Do interior da residência chegava à zoada ritmada da máquina costurando.

Na rua, poucos pedestres cruzavam-na. O céu era azul, de nuvens preguiçosas passando. O dia apresentava-se bonito, muito bonito.

- Está pensando em quê, senhor meu marido?

- No meu tempo de menino.

Ela sorri, zombeteira:

- É, a pessoa vai envelhecendo e fica saudosista...

Erguendo-se, ele reentrega-se ao cotidiano:

- A Cleide e o Cláudio já chegaram?

A mulher ausentando-se da sala:

- Você bem sabe que não. Hoje, querido, é sexta-feira: dia de se distrairem com a "patotinha".

- Sim, estava esquecido.

Agora, sozinho, reflete. Como tudo hoje em dia é diferente! Os filhos vivem soltos, educados nos próprios caminhos da vida moderna. E os coitados dos pais que se adaptem aos costumes modernos. Lasquem-se de contrariedade!

- É isso aí.

Resume-se. Sim, os tempos mudaram. E a vida continua...

- Tudo continua.

O pai morreu sobre uma cama, canceroso. Dolorosamente, findando-se aos poucos. Então, ante a viuvez, a mãe redobrou o trabalho e, às noites, costurando, ia dormir de madrugada... Por que a gente, de repente, retorna ao passado, para sofrer? Contudo, o que nos seria sem a dor, a vivência amarga da experiência?

- A dor nos ensina a viver.

Sentenciava a mãe. Verdade.

- Verdade, mãe.

O celular então toca.

Retirando-o do bolso da camisa, atende-o:

- Alô?

Ouve a voz conhecida, no convite aos instantes em companhia da jovem morena, charmosa... Aquiesce, em voz sussurrada:

- Certo. Estou indo.

O ponto de encontro de sempre, no restaurante do Gordo, em Beberibe. Imagina-a. Morena. Os cabelos negros, sedosos, longos. Os olhos grandes, irrequietos. A blusa decotada. As pernas esguias, presas às calças justas...

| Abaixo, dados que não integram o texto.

//! Turn raw search-result text into classified, row-indexed records.
//!
//! Extraction is a pure transformation. Optional fields degrade to defaults:
//! a missing description becomes `""` and a missing date stays `None`. A
//! result without a title cannot be written or matched to its image, so it is
//! skipped with a warning before rows are numbered.

use crate::classify::classify;
use crate::models::{ArticleRecord, FIRST_DATA_ROW, IndexedRecord, NormalizedArticle, RawArticle};
use chrono::{DateTime, NaiveDate};
use tracing::{debug, info, instrument, warn};

/// Normalize one raw article. Returns `None` when the title is missing or blank.
pub fn normalize(raw: RawArticle) -> Option<NormalizedArticle> {
    let title = raw.title.as_deref().map(str::trim).unwrap_or_default();
    if title.is_empty() {
        return None;
    }

    if let Some(date) = raw.date.as_deref() {
        if !date.is_empty() && !is_iso_date(date) {
            debug!(%title, %date, "Unrecognized date format; keeping verbatim");
        }
    }

    Some(NormalizedArticle {
        title: title.to_string(),
        date: raw.date,
        description: raw
            .description
            .as_deref()
            .map(str::trim)
            .unwrap_or_default()
            .to_string(),
    })
}

/// Extract and classify every raw article, preserving page order.
#[instrument(level = "info", skip_all, fields(count = raws.len()))]
pub fn extract(raws: Vec<RawArticle>) -> Vec<ArticleRecord> {
    let total = raws.len();
    let records: Vec<ArticleRecord> = raws
        .into_iter()
        .enumerate()
        .filter_map(|(position, raw)| match normalize(raw) {
            Some(article) => Some(classify(article)),
            None => {
                warn!(position, "Search result has no title; skipping");
                None
            }
        })
        .collect();

    info!(
        total,
        extracted = records.len(),
        with_money = records.iter().filter(|r| r.has_money_mention()).count(),
        "Extracted articles"
    );
    records
}

/// Pair each record with its spreadsheet row, starting at [`FIRST_DATA_ROW`].
pub fn index_rows(records: Vec<ArticleRecord>) -> Vec<IndexedRecord> {
    (FIRST_DATA_ROW..)
        .zip(records)
        .map(|(row, record)| IndexedRecord { row, record })
        .collect()
}

fn is_iso_date(s: &str) -> bool {
    DateTime::parse_from_rfc3339(s).is_ok() || NaiveDate::parse_from_str(s, "%Y-%m-%d").is_ok()
}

Desliga. A mulher retorna:

- Vai jantar, José?

Ele, ainda sorrindo com o convite ao amor:

- Não. Tenho que sair. Recebi um chamado de um cliente.

Ela, perplexa:

- Mas, José... Você não pode ir depois do jantar? Por que tanta pressa?

Encaminhando-se à porta, ele responde:

- Lamento, querida. É essa vida de vendedor... Mas, é o nosso "ganha-pão".

A porta é fechada por fora. E a mulher permanece presa à cena inesperada. Será realmente um cliente... ou uma "cliente?".

- Sirvo a ceia, D. Consuelo?

- Einh? Sim, pode servir, Mariana.

A cozinheira retrocede à cozinha e, a patroa com a dúvida no coração, mais uma vez deixa o ambiente.

Senta-se à mesa, aguardando Mariana trazer a refeição.

Na avenida, José no automóvel, segue ao bairro afastado, onde Marineide aguarda-o. Ligando o som, à semelhança de um adolescente, assovia, acompanhando o ritmo louco da música moderna.

Sim, ao compasso do ritmo louco da vida moderna.